Blood on Blood

by compo67



Series: Chicago Verse [116]
Category: Supernatural
Genre: Angst, Angst and Feels, Childhood Trauma, Established Dean Winchester/Sam Winchester, Established Relationship, Grumpy Old Men, Hospitalization, John Winchester's A+ Parenting, M/M, Old Married Couple, Post-Series, Psychic Abilities, Psychic Bond, Recovery, Song Lyrics, Telekinesis, Telepathy
Language: English
Status: Completed
Published: 2017-11-19
Updated: 2017-11-19
Packaged: 2019-02-04 06:43:46
Rating: Teen And Up Audiences
Warnings: No Archive Warnings Apply
Chapters: 1
Words: 2,462
Publisher: archiveofourown.org
Story URL: https://archiveofourown.org/works/12765327
Author URL: https://archiveofourown.org/users/compo67/pseuds/compo67
Summary: Optimism just doesn’t work the same in a hospital room.





	Blood on Blood

**Author's Note:**

> "highway patrolman" by springsteen.

Sam remembers starvation.

He was six years old the first time it happened. It wasn’t the lack of food, warmth, or shelter. John was still getting regular work in the small towns they passed through. He wasn’t so far into his fixation. People were able to shrug off the particular look in his eyes and consider him just another single father.

To save money, John had Sam and Dean share a bed at every motel.
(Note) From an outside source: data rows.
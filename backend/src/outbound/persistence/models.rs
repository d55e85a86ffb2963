//! Internal Diesel row structs for database operations.
//!
//! Implementation details of the persistence layer; never exposed to the
//! domain. Conversion helpers map rows into domain values, treating any
//! undecodable stored data as [`StoreError::Corrupt`].

use chrono::{DateTime, NaiveDate, Utc};
use diesel::prelude::*;

use crate::domain::availability::BookingsIndex;
use crate::domain::ids::{BookingId, ListingId, UserId};
use crate::domain::ports::StoreError;
use crate::domain::{Booking, Listing, ListingType, User};

use super::schema::{bookings, listings, users};

/// Row struct for reading from the users table.
#[derive(Debug, Clone, Queryable, Selectable)]
#[diesel(table_name = users)]
#[diesel(check_for_backend(diesel::pg::Pg))]
pub(crate) struct UserRow {
    pub id: String,
    pub name: String,
    pub token: String,
    pub avatar: String,
    pub contact: String,
    pub wallet_id: Option<String>,
    pub income: i64,
    pub bookings: Vec<String>,
    pub listings: Vec<String>,
    #[expect(dead_code, reason = "audit column read back with the row")]
    pub created_at: DateTime<Utc>,
}

/// Insertable struct for creating new user records.
#[derive(Debug, Clone, Insertable)]
#[diesel(table_name = users)]
pub(crate) struct NewUserRow<'a> {
    pub id: &'a str,
    pub name: &'a str,
    pub token: &'a str,
    pub avatar: &'a str,
    pub contact: &'a str,
    pub income: i64,
    pub bookings: Vec<String>,
    pub listings: Vec<String>,
}

/// Row struct for reading from the listings table.
#[derive(Debug, Clone, Queryable, Selectable)]
#[diesel(table_name = listings)]
#[diesel(check_for_backend(diesel::pg::Pg))]
pub(crate) struct ListingRow {
    pub id: String,
    pub title: String,
    pub description: String,
    pub image: String,
    pub host: String,
    pub listing_type: String,
    pub address: String,
    pub country: String,
    pub admin: String,
    pub city: String,
    pub price: i64,
    pub num_of_guests: i32,
    pub bookings: Vec<String>,
    pub bookings_index: serde_json::Value,
    #[expect(dead_code, reason = "audit column read back with the row")]
    pub created_at: DateTime<Utc>,
}

/// Insertable struct for creating new listing records.
#[derive(Debug, Clone, Insertable)]
#[diesel(table_name = listings)]
pub(crate) struct NewListingRow<'a> {
    pub id: &'a str,
    pub title: &'a str,
    pub description: &'a str,
    pub image: &'a str,
    pub host: &'a str,
    pub listing_type: &'a str,
    pub address: &'a str,
    pub country: &'a str,
    pub admin: &'a str,
    pub city: &'a str,
    pub price: i64,
    pub num_of_guests: i32,
    pub bookings: Vec<String>,
    pub bookings_index: serde_json::Value,
}

/// Row struct for reading from the bookings table.
#[derive(Debug, Clone, Queryable, Selectable)]
#[diesel(table_name = bookings)]
#[diesel(check_for_backend(diesel::pg::Pg))]
pub(crate) struct BookingRow {
    pub id: String,
    pub listing: String,
    pub tenant: String,
    pub check_in: NaiveDate,
    pub check_out: NaiveDate,
    #[expect(dead_code, reason = "audit column read back with the row")]
    pub created_at: DateTime<Utc>,
}

/// Insertable struct for creating new booking records.
#[derive(Debug, Clone, Insertable)]
#[diesel(table_name = bookings)]
pub(crate) struct NewBookingRow<'a> {
    pub id: &'a str,
    pub listing: &'a str,
    pub tenant: &'a str,
    pub check_in: NaiveDate,
    pub check_out: NaiveDate,
}

fn corrupt_id(table: &str, err: impl std::fmt::Display) -> StoreError {
    StoreError::corrupt(format!("{table} row carries an invalid id: {err}"))
}

pub(crate) fn booking_ids(raw: Vec<String>, table: &str) -> Result<Vec<BookingId>, StoreError> {
    raw.into_iter()
        .map(|id| BookingId::new(id).map_err(|err| corrupt_id(table, err)))
        .collect()
}

pub(crate) fn listing_ids(raw: Vec<String>, table: &str) -> Result<Vec<ListingId>, StoreError> {
    raw.into_iter()
        .map(|id| ListingId::new(id).map_err(|err| corrupt_id(table, err)))
        .collect()
}

/// Decode a stored `jsonb` availability index.
pub(crate) fn index_from_value(value: serde_json::Value) -> Result<BookingsIndex, StoreError> {
    serde_json::from_value(value)
        .map_err(|err| StoreError::corrupt(format!("listing availability index: {err}")))
}

/// Encode an availability index for a `jsonb` column.
pub(crate) fn index_to_value(index: &BookingsIndex) -> Result<serde_json::Value, StoreError> {
    serde_json::to_value(index)
        .map_err(|err| StoreError::corrupt(format!("listing availability index: {err}")))
}

/// Convert a database row to a domain [`User`].
pub(crate) fn row_to_user(row: UserRow) -> Result<User, StoreError> {
    Ok(User {
        id: UserId::new(row.id).map_err(|err| corrupt_id("users", err))?,
        name: row.name,
        token: row.token,
        avatar: row.avatar,
        contact: row.contact,
        wallet_id: row.wallet_id,
        income: row.income,
        bookings: booking_ids(row.bookings, "users")?,
        listings: listing_ids(row.listings, "users")?,
    })
}

/// Convert a database row to a domain [`Listing`].
pub(crate) fn row_to_listing(row: ListingRow) -> Result<Listing, StoreError> {
    let listing_type = ListingType::try_from(row.listing_type.as_str())
        .map_err(|err| StoreError::corrupt(err.to_string()))?;
    Ok(Listing {
        id: ListingId::new(row.id).map_err(|err| corrupt_id("listings", err))?,
        title: row.title,
        description: row.description,
        image: row.image,
        host: UserId::new(row.host).map_err(|err| corrupt_id("listings", err))?,
        listing_type,
        address: row.address,
        country: row.country,
        admin: row.admin,
        city: row.city,
        price: row.price,
        num_of_guests: row.num_of_guests,
        bookings: booking_ids(row.bookings, "listings")?,
        bookings_index: index_from_value(row.bookings_index)?,
    })
}

/// Convert a database row to a domain [`Booking`].
pub(crate) fn row_to_booking(row: BookingRow) -> Result<Booking, StoreError> {
    Ok(Booking {
        id: BookingId::new(row.id).map_err(|err| corrupt_id("bookings", err))?,
        listing: ListingId::new(row.listing).map_err(|err| corrupt_id("bookings", err))?,
        tenant: UserId::new(row.tenant).map_err(|err| corrupt_id("bookings", err))?,
        check_in: row.check_in,
        check_out: row.check_out,
    })
}

#[cfg(test)]
mod tests {
    use super::*;

    #[test]
    fn corrupt_index_maps_to_corrupt_error() {
        let err = index_from_value(serde_json::json!({ "not-a-year": [] }))
            .expect_err("non-index JSON must fail");
        assert!(matches!(err, StoreError::Corrupt { .. }));
    }

    #[test]
    fn index_round_trips_through_jsonb_values() {
        let index = crate::domain::extend_index(
            &BookingsIndex::new(),
            NaiveDate::from_ymd_opt(2026, 12, 30).expect("valid date"),
            NaiveDate::from_ymd_opt(2027, 1, 2).expect("valid date"),
        );
        let value = index_to_value(&index).expect("index encodes");
        assert_eq!(index_from_value(value).expect("index decodes"), index);
    }

    #[test]
    fn blank_stored_ids_are_corrupt() {
        let err = booking_ids(vec![String::new()], "users").expect_err("blank id must fail");
        assert!(matches!(err, StoreError::Corrupt { .. }));
    }
}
It’s not like a six and ten year old took up that much space anyway.

But then Sam started having nightmares.

John’s solution worked on the theory that Sam had to learn how to get through them without waking up the people around him. So one night, he rented out a motel room with one queen bed, plopped Sam onto it, and shut the door. He slept on the couch and forced Dean to sleep in a sleeping bag nearby.

Every time Sam woke up crying, John prevented Dean from getting up and responding.

It was a poorly executed parenting method.

The intent was to make Sam learn how to self-soothe. Instead, it made him paranoid, suspicious, and exhausted. He couldn’t explain his dreams because he didn’t have the words to do so. How does anyone describe faces melting and sheets twisting to strangle him--and everything in the background washed with a sick, pale shade of yellow?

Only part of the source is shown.